··· PROVIDED RECORDS
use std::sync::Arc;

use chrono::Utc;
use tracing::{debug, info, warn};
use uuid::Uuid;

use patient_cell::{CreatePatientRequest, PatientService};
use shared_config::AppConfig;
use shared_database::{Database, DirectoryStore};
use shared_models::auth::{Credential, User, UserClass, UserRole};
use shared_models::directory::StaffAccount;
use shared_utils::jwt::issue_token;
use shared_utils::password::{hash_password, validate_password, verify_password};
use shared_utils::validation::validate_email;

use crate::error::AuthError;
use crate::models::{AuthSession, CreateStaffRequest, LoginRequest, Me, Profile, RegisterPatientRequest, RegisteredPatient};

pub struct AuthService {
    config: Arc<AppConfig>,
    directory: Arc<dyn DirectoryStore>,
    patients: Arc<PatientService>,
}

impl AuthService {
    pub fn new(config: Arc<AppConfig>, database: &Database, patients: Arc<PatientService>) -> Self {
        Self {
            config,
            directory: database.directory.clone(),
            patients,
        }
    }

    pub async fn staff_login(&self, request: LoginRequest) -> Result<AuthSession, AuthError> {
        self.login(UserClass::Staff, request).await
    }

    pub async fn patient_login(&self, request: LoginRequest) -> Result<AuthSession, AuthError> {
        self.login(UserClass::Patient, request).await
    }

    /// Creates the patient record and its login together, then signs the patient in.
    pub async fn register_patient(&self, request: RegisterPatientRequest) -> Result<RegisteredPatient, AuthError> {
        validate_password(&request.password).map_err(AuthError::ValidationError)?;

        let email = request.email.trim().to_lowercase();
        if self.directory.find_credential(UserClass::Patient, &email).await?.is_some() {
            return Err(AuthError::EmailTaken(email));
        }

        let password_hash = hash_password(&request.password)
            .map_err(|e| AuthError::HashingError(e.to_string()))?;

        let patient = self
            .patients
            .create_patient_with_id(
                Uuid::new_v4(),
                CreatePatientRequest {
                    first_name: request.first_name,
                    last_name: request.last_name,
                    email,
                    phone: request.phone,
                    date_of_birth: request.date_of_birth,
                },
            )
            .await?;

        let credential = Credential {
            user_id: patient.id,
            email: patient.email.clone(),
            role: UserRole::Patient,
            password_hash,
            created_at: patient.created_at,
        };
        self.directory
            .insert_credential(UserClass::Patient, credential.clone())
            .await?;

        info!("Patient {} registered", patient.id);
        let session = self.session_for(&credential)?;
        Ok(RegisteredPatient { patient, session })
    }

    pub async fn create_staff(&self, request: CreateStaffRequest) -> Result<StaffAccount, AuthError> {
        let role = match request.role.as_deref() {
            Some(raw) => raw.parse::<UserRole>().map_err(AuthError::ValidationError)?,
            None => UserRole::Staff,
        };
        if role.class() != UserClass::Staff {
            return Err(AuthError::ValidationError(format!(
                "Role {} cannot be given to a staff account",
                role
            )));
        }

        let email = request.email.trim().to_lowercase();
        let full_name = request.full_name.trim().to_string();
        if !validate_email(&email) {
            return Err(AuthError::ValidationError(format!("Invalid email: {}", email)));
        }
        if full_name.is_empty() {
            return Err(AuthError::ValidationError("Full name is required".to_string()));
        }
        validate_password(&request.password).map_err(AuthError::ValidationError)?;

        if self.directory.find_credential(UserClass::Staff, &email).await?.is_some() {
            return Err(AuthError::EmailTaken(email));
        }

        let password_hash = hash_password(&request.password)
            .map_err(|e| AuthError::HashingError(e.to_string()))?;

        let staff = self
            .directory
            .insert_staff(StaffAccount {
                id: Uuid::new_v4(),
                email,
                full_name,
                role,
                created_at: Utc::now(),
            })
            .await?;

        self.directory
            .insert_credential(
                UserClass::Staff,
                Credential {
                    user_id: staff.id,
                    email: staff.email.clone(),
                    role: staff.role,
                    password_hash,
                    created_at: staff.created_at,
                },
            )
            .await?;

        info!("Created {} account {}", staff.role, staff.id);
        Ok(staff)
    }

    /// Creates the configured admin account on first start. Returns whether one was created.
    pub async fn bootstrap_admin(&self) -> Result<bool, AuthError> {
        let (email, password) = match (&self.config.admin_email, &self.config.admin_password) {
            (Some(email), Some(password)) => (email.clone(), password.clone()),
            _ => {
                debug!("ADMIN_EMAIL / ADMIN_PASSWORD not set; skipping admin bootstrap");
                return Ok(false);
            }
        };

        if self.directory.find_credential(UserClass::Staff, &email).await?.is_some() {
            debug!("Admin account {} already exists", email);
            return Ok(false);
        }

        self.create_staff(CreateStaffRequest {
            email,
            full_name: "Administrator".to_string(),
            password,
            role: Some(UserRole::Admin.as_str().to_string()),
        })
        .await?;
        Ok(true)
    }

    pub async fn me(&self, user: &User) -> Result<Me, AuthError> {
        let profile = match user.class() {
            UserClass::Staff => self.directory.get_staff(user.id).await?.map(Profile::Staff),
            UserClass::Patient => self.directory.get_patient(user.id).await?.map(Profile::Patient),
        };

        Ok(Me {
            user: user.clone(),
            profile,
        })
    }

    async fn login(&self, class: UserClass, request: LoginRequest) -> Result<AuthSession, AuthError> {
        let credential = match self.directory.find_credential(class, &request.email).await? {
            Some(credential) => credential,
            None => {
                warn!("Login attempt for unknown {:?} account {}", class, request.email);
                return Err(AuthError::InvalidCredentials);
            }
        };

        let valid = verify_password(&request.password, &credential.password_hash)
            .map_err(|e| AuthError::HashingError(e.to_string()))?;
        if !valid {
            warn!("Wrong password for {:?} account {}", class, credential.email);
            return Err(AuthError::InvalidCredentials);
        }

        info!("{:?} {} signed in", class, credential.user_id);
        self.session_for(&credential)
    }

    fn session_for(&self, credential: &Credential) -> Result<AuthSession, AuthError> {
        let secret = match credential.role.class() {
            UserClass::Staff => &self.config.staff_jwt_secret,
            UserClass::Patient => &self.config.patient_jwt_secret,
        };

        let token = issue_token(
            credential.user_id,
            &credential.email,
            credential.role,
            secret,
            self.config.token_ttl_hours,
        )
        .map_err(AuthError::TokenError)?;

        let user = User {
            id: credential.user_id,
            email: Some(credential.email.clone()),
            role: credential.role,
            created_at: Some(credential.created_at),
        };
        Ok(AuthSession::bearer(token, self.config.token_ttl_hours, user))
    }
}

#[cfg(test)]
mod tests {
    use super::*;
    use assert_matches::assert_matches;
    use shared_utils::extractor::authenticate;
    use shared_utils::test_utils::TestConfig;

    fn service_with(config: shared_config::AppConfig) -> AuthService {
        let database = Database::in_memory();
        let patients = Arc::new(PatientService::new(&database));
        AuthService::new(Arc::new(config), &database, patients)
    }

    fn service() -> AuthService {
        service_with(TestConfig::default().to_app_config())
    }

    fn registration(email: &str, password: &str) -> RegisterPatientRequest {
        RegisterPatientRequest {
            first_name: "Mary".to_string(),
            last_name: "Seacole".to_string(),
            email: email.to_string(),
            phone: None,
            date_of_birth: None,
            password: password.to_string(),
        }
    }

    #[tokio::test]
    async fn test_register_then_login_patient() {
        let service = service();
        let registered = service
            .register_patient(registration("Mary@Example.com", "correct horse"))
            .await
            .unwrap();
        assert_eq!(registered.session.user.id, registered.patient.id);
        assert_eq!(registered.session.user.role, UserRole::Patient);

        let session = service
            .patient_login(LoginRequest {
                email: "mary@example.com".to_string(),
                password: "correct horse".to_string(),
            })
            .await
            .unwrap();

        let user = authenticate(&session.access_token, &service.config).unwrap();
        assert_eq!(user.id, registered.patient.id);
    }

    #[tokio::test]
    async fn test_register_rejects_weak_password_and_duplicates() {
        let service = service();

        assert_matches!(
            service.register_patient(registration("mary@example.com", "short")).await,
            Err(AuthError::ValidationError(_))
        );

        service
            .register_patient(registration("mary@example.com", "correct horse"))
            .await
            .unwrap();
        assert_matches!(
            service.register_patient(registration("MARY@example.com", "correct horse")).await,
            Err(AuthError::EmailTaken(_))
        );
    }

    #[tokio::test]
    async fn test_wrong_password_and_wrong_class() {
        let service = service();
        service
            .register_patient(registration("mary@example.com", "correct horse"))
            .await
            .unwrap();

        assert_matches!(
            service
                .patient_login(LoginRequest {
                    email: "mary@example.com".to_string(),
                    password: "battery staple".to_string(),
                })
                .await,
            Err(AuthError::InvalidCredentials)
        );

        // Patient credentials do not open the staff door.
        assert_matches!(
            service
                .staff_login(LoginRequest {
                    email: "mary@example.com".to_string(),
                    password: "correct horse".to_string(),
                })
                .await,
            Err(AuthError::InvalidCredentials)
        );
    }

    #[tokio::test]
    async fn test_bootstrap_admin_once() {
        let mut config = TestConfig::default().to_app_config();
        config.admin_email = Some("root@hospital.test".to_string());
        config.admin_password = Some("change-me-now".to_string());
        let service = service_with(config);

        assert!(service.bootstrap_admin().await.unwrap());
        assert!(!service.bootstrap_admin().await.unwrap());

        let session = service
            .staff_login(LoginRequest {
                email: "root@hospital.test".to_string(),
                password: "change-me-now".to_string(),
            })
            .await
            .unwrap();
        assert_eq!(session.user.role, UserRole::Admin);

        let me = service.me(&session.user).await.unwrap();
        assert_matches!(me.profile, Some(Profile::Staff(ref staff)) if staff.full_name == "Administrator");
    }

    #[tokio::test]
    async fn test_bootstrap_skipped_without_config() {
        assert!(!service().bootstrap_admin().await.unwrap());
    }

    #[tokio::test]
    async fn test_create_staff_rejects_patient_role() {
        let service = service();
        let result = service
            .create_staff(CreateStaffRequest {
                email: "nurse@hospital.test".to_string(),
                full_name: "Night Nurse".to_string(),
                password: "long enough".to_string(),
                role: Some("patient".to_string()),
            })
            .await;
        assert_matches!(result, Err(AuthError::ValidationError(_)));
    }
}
······
··· PROVIDED RECORDS
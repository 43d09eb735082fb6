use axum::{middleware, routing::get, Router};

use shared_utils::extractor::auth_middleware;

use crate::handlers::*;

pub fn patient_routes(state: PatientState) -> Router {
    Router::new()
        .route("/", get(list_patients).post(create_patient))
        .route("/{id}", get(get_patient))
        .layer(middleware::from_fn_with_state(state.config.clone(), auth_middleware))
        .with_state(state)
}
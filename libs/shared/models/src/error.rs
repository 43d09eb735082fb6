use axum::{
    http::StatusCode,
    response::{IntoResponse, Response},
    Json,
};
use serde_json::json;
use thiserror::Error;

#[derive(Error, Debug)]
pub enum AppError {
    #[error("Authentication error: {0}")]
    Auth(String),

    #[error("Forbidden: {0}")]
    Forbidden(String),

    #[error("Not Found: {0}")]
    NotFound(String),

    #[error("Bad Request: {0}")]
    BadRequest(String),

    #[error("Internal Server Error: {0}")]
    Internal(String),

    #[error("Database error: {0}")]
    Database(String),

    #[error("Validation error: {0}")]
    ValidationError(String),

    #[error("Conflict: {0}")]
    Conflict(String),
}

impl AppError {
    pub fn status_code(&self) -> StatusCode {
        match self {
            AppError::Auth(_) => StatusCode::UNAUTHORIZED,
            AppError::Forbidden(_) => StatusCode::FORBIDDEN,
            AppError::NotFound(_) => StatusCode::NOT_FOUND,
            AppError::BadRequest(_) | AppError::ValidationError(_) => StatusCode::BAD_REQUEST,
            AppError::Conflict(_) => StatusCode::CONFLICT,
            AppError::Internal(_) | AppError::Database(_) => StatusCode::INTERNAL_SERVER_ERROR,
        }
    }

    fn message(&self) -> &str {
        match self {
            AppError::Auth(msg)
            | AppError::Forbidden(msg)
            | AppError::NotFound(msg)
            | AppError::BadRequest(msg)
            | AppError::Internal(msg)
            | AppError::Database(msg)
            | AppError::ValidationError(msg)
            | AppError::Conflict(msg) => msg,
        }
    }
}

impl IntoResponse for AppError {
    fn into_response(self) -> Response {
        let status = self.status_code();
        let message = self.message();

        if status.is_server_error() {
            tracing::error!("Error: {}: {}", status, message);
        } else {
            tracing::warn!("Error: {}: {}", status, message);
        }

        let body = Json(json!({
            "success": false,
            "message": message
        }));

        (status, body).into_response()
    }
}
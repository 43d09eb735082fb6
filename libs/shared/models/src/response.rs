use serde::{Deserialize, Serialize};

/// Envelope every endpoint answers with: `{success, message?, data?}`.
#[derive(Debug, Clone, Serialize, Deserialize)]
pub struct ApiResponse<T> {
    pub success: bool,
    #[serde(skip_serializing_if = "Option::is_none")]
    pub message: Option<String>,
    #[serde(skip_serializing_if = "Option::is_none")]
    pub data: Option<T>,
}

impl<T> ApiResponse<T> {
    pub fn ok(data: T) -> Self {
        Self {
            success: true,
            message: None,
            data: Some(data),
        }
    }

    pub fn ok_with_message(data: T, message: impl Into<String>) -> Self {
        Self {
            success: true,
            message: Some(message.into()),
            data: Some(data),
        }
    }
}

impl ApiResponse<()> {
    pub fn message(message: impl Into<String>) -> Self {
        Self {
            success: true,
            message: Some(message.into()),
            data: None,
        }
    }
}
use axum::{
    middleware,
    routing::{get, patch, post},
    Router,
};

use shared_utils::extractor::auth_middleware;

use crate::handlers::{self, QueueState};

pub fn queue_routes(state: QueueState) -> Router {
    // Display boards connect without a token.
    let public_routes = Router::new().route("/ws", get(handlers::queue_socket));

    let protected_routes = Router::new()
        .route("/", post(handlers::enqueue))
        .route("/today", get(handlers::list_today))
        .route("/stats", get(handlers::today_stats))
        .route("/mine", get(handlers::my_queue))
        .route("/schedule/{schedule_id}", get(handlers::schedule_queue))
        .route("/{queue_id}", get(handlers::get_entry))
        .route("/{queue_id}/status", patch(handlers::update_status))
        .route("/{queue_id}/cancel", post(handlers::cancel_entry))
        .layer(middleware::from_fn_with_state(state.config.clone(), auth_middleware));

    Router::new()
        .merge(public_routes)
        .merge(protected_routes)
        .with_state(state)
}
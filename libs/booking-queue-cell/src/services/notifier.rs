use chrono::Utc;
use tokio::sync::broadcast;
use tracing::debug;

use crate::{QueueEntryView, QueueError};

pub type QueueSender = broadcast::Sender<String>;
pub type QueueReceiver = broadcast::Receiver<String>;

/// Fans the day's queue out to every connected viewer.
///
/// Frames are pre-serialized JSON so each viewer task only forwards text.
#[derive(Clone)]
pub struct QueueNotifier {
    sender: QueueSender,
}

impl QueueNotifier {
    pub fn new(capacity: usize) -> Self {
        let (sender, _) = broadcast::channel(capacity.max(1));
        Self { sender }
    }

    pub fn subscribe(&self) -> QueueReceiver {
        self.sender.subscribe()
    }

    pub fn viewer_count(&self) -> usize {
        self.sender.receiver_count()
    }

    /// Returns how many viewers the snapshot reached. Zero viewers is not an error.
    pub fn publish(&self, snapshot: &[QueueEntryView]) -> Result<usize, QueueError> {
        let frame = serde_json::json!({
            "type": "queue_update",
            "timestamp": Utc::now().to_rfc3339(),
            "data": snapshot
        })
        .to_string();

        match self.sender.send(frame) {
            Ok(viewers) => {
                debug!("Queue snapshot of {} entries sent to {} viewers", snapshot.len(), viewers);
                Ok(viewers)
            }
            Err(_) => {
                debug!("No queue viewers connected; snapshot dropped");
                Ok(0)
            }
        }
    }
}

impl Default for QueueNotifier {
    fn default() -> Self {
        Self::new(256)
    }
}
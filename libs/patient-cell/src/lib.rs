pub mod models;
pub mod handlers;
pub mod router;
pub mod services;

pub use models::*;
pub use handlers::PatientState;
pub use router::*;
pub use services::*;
······
··· PROVIDED RECORDS
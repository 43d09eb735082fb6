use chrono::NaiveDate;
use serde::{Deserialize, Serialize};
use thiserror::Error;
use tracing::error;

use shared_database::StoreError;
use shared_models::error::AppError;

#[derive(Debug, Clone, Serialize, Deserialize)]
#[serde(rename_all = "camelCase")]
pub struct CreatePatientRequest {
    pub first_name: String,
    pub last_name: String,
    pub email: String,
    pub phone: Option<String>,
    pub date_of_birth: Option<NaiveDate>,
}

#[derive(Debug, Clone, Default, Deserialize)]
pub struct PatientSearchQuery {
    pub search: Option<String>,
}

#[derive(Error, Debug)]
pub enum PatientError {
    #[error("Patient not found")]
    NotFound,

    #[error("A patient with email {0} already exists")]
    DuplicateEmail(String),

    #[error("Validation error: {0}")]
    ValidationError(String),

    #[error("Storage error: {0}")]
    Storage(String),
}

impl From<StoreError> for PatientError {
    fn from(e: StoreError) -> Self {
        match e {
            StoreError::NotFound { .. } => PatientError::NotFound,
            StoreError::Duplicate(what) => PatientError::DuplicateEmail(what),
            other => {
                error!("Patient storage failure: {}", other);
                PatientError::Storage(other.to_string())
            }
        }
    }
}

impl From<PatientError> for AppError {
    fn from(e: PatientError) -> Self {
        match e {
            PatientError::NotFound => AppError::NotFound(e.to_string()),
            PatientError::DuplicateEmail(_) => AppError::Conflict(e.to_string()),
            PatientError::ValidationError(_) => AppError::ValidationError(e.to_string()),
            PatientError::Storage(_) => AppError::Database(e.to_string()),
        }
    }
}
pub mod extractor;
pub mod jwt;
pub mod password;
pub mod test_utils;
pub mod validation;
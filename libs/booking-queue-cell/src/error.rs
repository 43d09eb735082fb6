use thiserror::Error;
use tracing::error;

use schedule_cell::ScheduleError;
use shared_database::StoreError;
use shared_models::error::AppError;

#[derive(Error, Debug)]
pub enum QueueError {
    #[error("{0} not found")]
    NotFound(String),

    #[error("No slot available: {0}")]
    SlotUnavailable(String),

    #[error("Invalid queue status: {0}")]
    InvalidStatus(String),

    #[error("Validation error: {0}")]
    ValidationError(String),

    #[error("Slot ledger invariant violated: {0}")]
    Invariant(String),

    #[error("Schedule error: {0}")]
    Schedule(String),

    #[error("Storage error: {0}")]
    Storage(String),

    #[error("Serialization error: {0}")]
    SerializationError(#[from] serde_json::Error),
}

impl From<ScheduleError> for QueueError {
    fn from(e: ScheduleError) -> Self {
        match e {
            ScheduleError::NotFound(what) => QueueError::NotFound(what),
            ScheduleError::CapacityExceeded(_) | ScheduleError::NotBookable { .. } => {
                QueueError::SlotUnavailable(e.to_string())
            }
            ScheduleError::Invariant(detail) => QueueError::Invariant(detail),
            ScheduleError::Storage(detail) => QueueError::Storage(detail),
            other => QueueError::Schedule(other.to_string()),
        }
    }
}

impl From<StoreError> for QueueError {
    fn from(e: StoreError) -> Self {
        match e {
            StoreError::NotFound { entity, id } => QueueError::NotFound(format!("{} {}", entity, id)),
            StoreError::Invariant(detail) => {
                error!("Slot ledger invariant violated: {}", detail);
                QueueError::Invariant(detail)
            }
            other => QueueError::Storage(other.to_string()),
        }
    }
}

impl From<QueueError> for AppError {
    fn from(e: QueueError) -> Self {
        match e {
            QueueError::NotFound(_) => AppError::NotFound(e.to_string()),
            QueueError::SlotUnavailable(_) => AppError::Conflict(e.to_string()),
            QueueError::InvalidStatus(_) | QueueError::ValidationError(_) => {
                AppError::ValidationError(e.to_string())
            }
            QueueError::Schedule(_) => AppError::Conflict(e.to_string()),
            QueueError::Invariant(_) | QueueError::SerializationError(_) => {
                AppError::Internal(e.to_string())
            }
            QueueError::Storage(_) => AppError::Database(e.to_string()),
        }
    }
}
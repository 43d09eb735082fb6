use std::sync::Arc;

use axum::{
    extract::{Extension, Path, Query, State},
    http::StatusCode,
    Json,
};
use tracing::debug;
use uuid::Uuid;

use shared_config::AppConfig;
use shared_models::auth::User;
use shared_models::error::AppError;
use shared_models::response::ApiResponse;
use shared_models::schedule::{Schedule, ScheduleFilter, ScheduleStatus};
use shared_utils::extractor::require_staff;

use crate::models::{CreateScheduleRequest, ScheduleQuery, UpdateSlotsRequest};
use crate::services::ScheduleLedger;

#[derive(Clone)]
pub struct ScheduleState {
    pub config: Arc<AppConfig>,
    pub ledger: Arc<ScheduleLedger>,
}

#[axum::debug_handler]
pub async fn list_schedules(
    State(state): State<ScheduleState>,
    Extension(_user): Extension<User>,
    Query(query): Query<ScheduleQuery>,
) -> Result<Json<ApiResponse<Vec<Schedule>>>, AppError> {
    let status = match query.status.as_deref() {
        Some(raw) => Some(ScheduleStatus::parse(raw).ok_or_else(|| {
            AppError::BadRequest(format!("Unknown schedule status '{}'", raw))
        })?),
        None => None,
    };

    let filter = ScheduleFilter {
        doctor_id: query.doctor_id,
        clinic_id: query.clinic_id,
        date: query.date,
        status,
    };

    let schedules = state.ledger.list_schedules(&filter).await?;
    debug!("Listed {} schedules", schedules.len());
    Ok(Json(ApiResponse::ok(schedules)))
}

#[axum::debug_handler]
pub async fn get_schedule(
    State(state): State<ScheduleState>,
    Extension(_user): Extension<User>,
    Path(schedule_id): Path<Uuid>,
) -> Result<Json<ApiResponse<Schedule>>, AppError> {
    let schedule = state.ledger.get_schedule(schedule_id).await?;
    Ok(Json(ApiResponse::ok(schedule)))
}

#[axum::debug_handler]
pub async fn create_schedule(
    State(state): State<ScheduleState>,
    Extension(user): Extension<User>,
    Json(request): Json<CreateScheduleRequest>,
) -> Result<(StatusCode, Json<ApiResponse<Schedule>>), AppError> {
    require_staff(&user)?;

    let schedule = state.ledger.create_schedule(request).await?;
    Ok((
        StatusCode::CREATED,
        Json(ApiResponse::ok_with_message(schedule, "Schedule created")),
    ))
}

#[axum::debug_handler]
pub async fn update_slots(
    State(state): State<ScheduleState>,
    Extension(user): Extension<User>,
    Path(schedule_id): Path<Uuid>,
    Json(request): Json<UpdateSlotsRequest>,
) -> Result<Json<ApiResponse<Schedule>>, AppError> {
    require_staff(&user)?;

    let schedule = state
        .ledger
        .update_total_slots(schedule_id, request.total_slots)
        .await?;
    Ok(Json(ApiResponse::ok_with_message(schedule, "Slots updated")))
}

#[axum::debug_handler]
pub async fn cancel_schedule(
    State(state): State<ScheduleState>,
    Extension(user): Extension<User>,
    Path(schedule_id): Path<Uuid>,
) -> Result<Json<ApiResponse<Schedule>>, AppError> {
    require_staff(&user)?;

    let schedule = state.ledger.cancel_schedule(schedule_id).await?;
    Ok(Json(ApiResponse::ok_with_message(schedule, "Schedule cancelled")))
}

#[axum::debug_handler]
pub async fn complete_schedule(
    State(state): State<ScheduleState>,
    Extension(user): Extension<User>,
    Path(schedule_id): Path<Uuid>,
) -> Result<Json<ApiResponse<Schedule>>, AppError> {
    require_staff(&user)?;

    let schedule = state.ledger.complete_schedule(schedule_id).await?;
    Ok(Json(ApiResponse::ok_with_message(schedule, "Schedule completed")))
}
······
REQUIREMENT
Your task for the entries above: copy exactly the span starting with the line with "fn message(&self) ->" and going on through the line with "fn into_response(self) ->", both lines included, and nothing else.

WRITTEN REPLY
    fn message(&self) -> &str {
        match self {
            AppError::Auth(msg)
            | AppError::Forbidden(msg)
            | AppError::NotFound(msg)
            | AppError::BadRequest(msg)
            | AppError::Internal(msg)
            | AppError::Database(msg)
            | AppError::ValidationError(msg)
            | AppError::Conflict(msg) => msg,
        }
    }
}

impl IntoResponse for AppError {
    fn into_response(self) -> Response {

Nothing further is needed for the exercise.